Brussels, 24 November 2003 - The European Commission has recently pledged to provide humanitarian aid for the Democratic People's Republic of Korea (€4.5 million), Georgia (€2.2 million), Timor Leste (€2 million), China (€2 million) and Pakistan (€1 million). The funds are managed by the Humanitarian Aid Office (ECHO) under the responsibility of Commissioner Poul Nielson. Projects will be implemented by humanitarian agencies operating in the target regions.
Democratic People's Republic of Korea (DPRK) €4.5 million
Funding will be used to improve the water and sanitation provision in the DPRK. The overall health and sanitation system in the DPRK is extremely precarious. Utilities are old and poorly maintained, and consequently there is a significant risk of serious outbreaks of water-borne disease. Poor water and sanitation is the leading cause of rising infant mortality in the DPRK.
Building on the work of ECHO's 2002 water and sanitation programme, the latest decision will bring clean water to additional villages and particularly aims to improve the situation for children. 300,000 people are expected to benefit from the intervention.
Georgia €2.2 million
Georgia faces considerable and forgotten humanitarian needs. The conflict that broke out in 1992 between Georgia and Abkhazia led to the displacement of over 250,000 people and caused serious economic disruption.
Today Abkhazia is a devastated region. Social and economic infrastructures have been severely disrupted and in the absence of any political solution to the conflict, the situation is unlikely to improve. In Georgia, tens of thousands people remain displaced, mainly in the West of the country where they place a significant burden on local infrastructures. International support has gradually declined and very few international organisations remain active in the region. Consequently, the basic needs of vulnerable populations are not being met.

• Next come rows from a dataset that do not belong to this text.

/// Screen coordinate on the device
#[derive(Debug, Clone, Copy, Default, PartialEq, Eq, Serialize, Deserialize)]
pub struct ScreenPoint {
    pub x: i32,
    pub y: i32,
}

/// Device automation bridge and delivery pacing
#[derive(Debug, Clone, Serialize, Deserialize)]
#[serde(default)]
pub struct AdbConfig {
    pub host: String,
    pub port: u16,
    pub input_box: ScreenPoint,
    pub send_button: ScreenPoint,
    pub auto_send: bool,
    pub send_delay_min: f64,
    pub send_delay_max: f64,
    pub chunk_jitter_min: f64,
    pub chunk_jitter_max: f64,
    /// Pause between the individual steps of one transmission
    pub step_pause: f64,
    pub chunk_max_length: usize,
}

#[derive(Debug, Clone, Serialize, Deserialize)]
#[serde(default)]
pub struct PerformanceConfig {
    pub max_workers: usize,
    pub response_timeout_secs: f64,
}

#[derive(Debug, Clone, Serialize, Deserialize)]
#[serde(default)]
pub struct HealthConfig {
    pub activity_timeout_secs: f64,
}

/// Reconnection policy for the comment stream
#[derive(Debug, Clone, Serialize, Deserialize)]
#[serde(default)]
pub struct ConnectionConfig {
    pub stable_threshold_secs: f64,
    pub max_reconnect_attempts: u32,
    pub reconnect_delays: Vec<f64>,
    /// Close codes after which reconnecting is pointless
    pub permanent_close_codes: Vec<u16>,
}

/// Files owned by the collaborators around the core
#[derive(Debug, Clone, Serialize, Deserialize)]
#[serde(default)]
pub struct PathsConfig {
    pub blocklist: PathBuf,
    pub presets: PathBuf,
}

impl Default for BotConfig {
    fn default() -> Self {
        Self {
            nickname: "RTAR Assistant".to_string(),
            response_rate: 1.0,
            context_length: 20,
            initial_history_cutoff_secs: 5.0,
            block_self: true,
        }
    }
}

impl Default for StreamConfig {
    fn default() -> Self {
        Self {
            endpoint: "wss://comment.REALITY.app".to_string(),
            media_id: 0,
            v_live_id: String::new(),
            gid: String::new(),
            auth: String::new(),
        }
    }
}

impl Default for ModelConfig {
    fn default() -> Self {
        Self {
            api_base: "https://api.openai.com/v1".to_string(),
            api_key: String::new(),
            model: "gpt-4o-mini".to_string(),
            temperature: 0.7,
            max_tokens: 500,
            character_path: None,
        }
    }
}
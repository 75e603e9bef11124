//! [`Percent`]: a saturating 0-100 gauge used for sanity and oxygen.

use std::fmt;

/// An integer level clamped to `0..=100`.
#[derive(Copy, Clone, Debug, PartialEq, Eq, PartialOrd, Ord, Hash)]
#[cfg_attr(feature = "serde", derive(serde::Serialize, serde::Deserialize))]
pub struct Percent(u8);

/// Mental state. Lower values corrupt the view and destabilise the lights.
pub type Sanity = Percent;
/// Breathable air remaining. Display-only for the renderer.
pub type Oxygen = Percent;

impl Percent {
    pub const MIN: Self = Self(0);
    pub const MAX: Self = Self(100);

    /// Clamp `v` into range.
    #[inline]
    pub const fn new(v: u8) -> Self {
        if v > 100 { Self(100) } else { Self(v) }
    }

    #[inline]
    pub const fn value(self) -> u8 {
        self.0
    }

    #[inline]
    pub const fn is_empty(self) -> bool {
        self.0 == 0
    }

    #[inline]
    pub const fn saturating_sub(self, n: u8) -> Self {
        Self(self.0.saturating_sub(n))
    }

    #[inline]
    pub const fn saturating_add(self, n: u8) -> Self {
        Self::new(self.0.saturating_add(n))
    }
}

impl Default for Percent {
    fn default() -> Self {
        Self::MAX
    }
}

impl From<u8> for Percent {
    fn from(v: u8) -> Self {
        Self::new(v)
    }
}

impl fmt::Display for Percent {
    fn fmt(&self, f: &mut fmt::Formatter<'_>) -> fmt::Result {
        write!(f, "{}%", self.0)
    }
}

#[cfg(test)]
mod tests {
    use super::*;

    #[test]
    fn clamps_and_saturates() {
        assert_eq!(Percent::new(250).value(), 100);
        assert_eq!(Percent::new(3).saturating_sub(5), Percent::MIN);
        assert_eq!(Percent::new(99).saturating_add(5), Percent::MAX);
        assert!(Percent::new(0).is_empty());
        assert_eq!(Percent::new(42).to_string(), "42%");
    }
}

ECHO funding will be used to cover the most basic food needs of the most vulnerable segments of the population particularly the elderly or destitute displaced persons or residents, in Abkhazia and the rest of Western Georgia.
Timor-Leste €2 million
Emergency aid will be provided for the population of Timor-Leste affected by drought and food shortage.
In 1999 the economic infrastructure of Timor-Leste was devastated by Indonesian troops and anti-independence militias, and 260,000 people fled west. Although significant reconstruction work has been undertaken the country still faces challenges. Since 2002, floods and drought in the highlands of the Western region of Timor-Leste led to food shortages and malnutrition. An estimated 110,000 people will require emergency food aid during the November 2003 to March 2004 winter period.
ECHO funding will be used to enable the affected families of Timor-Leste meet their most immediate food needs.
China - €2 million
Torrential rain and severe flooding in June 2003 left millions of people without shelter and caused massive crop destruction. In some regions over 400ml of rain fell over just two days forcing the displacement of more than 4.5 million people. Vulnerable populations in the region need urgent humanitarian assistance. 4.5 million people are currently without shelter and to date food distribution has been insufficient and uneven.
ECHO funding will help to meet the essential needs of the most vulnerable populations and will be primarily used to provide emergency food aid.
Pakistan €1 million
Severe flooding in late July and early August has devastated communities in South Pakistan. According to government statistics, in the worst hit province of Sindh, floods damaged almost three and a half thousand villages, caused 189 deaths, and have affected the lives of a total of 860,000 people in some way. Widespread devastation of crops and livestock means that the threat of prolonged malnutrition continues to be a severe concern.
While immediate humanitarian needs have largely been met, there is an urgent demand for ongoing humanitarian assistance. ECHO funding will be used to help meet the essential requirements of vulnerable communities and to regenerate rural livelihoods.